WORK REQUEST -> Every line from the one with "let total = sheet.total();" to the one with "pub const PROBLEMS: &str", including those two, is to be copied exactly; all other lines of the entries below are left out.

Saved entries
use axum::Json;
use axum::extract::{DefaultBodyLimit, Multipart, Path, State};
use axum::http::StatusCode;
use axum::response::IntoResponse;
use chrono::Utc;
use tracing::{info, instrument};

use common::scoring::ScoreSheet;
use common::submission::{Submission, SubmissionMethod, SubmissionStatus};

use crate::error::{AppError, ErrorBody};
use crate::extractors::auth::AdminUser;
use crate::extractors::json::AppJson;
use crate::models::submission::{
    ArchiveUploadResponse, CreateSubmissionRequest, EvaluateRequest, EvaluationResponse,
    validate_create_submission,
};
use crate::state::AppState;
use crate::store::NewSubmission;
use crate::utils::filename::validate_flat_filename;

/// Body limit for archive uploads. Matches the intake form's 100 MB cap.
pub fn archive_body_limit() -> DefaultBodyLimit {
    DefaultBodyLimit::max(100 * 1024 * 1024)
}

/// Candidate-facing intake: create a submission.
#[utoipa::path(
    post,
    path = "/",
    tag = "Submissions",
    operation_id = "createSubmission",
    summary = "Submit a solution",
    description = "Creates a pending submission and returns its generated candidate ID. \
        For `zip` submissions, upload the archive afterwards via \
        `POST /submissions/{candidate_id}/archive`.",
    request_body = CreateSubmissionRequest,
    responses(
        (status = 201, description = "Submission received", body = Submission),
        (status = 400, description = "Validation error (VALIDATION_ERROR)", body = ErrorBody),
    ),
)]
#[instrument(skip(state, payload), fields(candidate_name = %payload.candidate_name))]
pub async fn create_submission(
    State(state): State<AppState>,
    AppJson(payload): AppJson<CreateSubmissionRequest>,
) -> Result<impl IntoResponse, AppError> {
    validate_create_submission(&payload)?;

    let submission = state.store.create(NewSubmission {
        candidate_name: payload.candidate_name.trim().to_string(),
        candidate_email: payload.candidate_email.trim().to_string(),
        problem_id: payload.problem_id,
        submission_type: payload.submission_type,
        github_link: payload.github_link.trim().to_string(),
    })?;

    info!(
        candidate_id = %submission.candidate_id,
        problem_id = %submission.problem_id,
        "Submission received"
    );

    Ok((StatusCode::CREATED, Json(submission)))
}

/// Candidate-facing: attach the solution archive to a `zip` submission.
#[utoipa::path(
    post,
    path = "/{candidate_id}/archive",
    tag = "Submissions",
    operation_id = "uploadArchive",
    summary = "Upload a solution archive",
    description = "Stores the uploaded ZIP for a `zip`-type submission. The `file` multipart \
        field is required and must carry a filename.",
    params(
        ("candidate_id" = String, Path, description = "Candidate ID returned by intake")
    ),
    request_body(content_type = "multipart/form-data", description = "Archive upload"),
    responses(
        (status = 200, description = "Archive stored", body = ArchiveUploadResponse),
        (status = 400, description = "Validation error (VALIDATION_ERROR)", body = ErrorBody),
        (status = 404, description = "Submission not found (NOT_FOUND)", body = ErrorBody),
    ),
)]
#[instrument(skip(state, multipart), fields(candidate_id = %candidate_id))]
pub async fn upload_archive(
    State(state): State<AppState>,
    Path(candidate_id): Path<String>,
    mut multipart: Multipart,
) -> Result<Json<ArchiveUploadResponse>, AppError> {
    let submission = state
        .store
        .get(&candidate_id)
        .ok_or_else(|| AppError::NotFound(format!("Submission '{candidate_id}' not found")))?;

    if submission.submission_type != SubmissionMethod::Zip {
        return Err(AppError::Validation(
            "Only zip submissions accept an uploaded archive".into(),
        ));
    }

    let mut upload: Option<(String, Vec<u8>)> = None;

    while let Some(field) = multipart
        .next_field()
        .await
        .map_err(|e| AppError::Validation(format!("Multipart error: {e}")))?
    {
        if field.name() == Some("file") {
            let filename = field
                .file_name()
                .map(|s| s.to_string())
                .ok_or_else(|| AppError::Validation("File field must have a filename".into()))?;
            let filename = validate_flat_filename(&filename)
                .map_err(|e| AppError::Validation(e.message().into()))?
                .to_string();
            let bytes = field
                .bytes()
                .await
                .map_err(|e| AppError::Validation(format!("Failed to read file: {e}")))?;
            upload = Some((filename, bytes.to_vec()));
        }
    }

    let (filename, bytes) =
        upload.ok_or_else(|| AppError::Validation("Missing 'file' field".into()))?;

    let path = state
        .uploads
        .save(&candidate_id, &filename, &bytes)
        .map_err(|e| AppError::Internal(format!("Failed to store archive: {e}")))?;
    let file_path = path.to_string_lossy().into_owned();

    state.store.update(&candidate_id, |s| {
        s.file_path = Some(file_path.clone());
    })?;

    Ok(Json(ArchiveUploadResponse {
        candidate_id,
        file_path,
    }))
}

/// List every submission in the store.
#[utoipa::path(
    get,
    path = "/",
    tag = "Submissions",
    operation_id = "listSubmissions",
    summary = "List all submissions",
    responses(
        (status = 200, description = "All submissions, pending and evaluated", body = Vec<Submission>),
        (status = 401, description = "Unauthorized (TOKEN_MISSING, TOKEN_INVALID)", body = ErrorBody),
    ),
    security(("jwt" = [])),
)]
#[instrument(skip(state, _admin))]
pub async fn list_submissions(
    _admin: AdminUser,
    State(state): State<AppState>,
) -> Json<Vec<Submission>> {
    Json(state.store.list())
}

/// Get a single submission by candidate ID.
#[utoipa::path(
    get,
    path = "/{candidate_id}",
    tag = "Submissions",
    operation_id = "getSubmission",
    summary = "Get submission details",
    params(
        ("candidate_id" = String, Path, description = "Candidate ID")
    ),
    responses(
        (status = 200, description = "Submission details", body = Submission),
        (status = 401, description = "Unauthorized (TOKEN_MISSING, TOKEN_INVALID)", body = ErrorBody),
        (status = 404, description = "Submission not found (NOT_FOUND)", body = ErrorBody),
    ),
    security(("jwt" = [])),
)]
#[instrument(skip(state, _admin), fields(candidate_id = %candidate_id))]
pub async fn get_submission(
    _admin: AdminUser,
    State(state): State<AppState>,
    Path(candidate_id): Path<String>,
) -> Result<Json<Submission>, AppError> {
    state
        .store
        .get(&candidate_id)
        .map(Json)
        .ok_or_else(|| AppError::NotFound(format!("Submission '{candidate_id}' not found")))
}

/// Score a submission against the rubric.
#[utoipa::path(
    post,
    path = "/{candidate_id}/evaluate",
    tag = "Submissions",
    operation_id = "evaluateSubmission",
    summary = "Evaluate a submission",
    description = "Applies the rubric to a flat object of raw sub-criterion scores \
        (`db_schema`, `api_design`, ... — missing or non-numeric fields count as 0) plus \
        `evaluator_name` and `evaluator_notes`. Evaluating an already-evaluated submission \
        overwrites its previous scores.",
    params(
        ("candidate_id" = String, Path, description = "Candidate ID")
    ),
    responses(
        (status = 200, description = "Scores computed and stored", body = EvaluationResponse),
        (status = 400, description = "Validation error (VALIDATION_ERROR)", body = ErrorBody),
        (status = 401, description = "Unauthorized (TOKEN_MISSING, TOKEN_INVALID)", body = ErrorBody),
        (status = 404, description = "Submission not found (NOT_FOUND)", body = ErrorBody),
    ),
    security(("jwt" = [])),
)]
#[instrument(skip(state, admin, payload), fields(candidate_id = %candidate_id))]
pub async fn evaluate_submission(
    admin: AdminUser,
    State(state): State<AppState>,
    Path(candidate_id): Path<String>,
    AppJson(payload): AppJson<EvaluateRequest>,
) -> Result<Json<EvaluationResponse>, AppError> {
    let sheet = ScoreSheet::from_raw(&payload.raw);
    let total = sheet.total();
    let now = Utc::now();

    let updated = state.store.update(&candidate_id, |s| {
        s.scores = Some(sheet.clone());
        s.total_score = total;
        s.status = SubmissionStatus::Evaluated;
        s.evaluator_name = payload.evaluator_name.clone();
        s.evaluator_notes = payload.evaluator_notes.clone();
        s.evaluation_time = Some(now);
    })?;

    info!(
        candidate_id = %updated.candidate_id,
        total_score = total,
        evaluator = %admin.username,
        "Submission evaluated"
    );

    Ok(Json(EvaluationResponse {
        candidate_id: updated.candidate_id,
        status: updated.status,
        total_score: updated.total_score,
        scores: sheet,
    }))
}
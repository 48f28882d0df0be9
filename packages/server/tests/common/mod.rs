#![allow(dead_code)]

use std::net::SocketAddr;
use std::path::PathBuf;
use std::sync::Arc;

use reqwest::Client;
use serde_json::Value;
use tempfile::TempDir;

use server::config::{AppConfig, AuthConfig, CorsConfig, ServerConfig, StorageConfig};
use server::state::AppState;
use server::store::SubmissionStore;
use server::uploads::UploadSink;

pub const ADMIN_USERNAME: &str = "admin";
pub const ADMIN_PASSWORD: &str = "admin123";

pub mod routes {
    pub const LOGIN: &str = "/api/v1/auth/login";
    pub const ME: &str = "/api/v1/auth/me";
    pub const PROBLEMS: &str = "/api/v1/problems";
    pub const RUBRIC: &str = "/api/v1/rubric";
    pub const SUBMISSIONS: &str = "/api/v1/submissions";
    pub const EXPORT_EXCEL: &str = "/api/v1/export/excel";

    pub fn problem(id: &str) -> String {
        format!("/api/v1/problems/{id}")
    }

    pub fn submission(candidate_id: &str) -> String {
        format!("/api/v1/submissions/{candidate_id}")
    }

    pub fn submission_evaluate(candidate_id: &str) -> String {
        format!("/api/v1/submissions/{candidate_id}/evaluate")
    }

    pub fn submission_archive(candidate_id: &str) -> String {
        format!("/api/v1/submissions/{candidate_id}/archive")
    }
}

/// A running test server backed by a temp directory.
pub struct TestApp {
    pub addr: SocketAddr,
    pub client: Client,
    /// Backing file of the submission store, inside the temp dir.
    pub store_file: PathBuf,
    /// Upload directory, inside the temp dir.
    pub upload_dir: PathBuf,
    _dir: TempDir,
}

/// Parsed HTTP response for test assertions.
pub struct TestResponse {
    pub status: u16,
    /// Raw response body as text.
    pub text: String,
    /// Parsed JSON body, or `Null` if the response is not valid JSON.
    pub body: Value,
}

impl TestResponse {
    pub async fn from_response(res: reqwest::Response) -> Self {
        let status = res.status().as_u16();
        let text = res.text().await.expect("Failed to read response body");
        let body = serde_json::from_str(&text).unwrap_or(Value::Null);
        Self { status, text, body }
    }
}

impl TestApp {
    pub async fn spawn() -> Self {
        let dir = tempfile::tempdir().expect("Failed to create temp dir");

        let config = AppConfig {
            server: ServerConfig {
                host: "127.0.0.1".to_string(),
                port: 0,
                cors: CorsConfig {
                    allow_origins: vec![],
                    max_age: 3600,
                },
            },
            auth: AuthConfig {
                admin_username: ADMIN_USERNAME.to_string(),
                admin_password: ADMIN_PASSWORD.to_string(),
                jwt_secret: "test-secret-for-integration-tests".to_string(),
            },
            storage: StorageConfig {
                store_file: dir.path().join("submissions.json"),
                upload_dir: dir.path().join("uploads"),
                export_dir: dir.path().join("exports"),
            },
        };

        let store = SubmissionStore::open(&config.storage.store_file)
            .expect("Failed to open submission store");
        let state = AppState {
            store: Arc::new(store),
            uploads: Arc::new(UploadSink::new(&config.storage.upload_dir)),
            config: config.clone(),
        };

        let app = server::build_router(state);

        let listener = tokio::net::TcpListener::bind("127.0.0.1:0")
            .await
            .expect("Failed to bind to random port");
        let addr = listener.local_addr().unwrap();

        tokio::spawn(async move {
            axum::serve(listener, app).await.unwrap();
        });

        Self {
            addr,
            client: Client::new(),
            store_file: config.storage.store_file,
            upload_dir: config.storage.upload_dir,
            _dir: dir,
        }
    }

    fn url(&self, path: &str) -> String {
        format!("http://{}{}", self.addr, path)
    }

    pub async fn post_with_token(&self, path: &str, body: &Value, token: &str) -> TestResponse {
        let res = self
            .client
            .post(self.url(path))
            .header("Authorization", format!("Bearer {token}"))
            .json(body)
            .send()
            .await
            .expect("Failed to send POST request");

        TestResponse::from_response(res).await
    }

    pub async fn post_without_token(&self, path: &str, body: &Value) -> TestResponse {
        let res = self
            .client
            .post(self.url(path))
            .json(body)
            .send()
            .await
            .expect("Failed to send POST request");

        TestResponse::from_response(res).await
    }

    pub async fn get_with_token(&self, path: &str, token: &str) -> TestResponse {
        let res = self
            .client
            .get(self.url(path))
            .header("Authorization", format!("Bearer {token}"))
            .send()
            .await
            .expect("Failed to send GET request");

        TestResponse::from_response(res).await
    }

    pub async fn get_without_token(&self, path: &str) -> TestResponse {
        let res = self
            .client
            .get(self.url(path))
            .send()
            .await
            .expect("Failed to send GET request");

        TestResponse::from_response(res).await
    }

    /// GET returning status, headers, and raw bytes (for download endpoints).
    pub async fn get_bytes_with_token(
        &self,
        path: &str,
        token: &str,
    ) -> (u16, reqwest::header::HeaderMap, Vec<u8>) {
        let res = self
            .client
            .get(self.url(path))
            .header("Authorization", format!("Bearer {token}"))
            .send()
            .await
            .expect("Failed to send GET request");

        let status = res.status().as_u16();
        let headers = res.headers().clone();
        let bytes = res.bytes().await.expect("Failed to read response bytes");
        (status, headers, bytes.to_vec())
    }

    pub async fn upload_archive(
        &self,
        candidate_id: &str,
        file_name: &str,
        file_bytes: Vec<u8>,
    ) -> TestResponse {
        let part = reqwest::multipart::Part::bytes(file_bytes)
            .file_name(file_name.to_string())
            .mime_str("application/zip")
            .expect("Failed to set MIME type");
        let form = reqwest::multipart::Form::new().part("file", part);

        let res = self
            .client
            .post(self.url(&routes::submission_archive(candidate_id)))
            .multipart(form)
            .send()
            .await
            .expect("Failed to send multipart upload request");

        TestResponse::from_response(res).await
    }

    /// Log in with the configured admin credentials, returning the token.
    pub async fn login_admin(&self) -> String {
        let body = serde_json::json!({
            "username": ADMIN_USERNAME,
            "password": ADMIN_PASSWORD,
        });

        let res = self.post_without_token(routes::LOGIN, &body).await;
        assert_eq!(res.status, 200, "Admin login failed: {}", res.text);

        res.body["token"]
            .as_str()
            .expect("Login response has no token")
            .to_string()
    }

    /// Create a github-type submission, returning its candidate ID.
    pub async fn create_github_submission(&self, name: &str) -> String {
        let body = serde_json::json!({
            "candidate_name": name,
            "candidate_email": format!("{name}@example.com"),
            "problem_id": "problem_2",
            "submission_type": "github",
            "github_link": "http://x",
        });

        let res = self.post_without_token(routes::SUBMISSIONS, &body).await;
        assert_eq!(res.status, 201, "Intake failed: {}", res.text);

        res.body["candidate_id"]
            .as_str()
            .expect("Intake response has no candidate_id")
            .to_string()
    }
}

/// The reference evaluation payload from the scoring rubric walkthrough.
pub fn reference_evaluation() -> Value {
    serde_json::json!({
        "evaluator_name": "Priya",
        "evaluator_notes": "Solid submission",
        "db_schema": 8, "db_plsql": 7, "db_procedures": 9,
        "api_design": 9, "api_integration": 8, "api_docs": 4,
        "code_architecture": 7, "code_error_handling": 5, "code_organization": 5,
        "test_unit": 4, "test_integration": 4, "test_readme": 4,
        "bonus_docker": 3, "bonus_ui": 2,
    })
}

OUTPUT FOR THIS EXERCISE ->
    let total = sheet.total();
    let now = Utc::now();

    let updated = state.store.update(&candidate_id, |s| {
        s.scores = Some(sheet.clone());
        s.total_score = total;
        s.status = SubmissionStatus::Evaluated;
        s.evaluator_name = payload.evaluator_name.clone();
        s.evaluator_notes = payload.evaluator_notes.clone();
        s.evaluation_time = Some(now);
    })?;

    info!(
        candidate_id = %updated.candidate_id,
        total_score = total,
        evaluator = %admin.username,
        "Submission evaluated"
    );

    Ok(Json(EvaluationResponse {
        candidate_id: updated.candidate_id,
        status: updated.status,
        total_score: updated.total_score,
        scores: sheet,
    }))
}
repository 48f28882d0df0be9
filename packages/server/tests/common/mod.rs
#![allow(dead_code)]

use std::net::SocketAddr;
use std::path::PathBuf;
use std::sync::Arc;

use reqwest::Client;
use serde_json::Value;
use tempfile::TempDir;

use server::config::{AppConfig, AuthConfig, CorsConfig, ServerConfig, StorageConfig};
use server::state::AppState;
use server::store::SubmissionStore;
use server::uploads::UploadSink;

pub const ADMIN_USERNAME: &str = "admin";
pub const ADMIN_PASSWORD: &str = "admin123";

pub mod routes {
    pub const LOGIN: &str = "/api/v1/auth/login";
    pub const ME: &str = "/api/v1/auth/me";
    pub const PROBLEMS: &str = "/api/v1/problems";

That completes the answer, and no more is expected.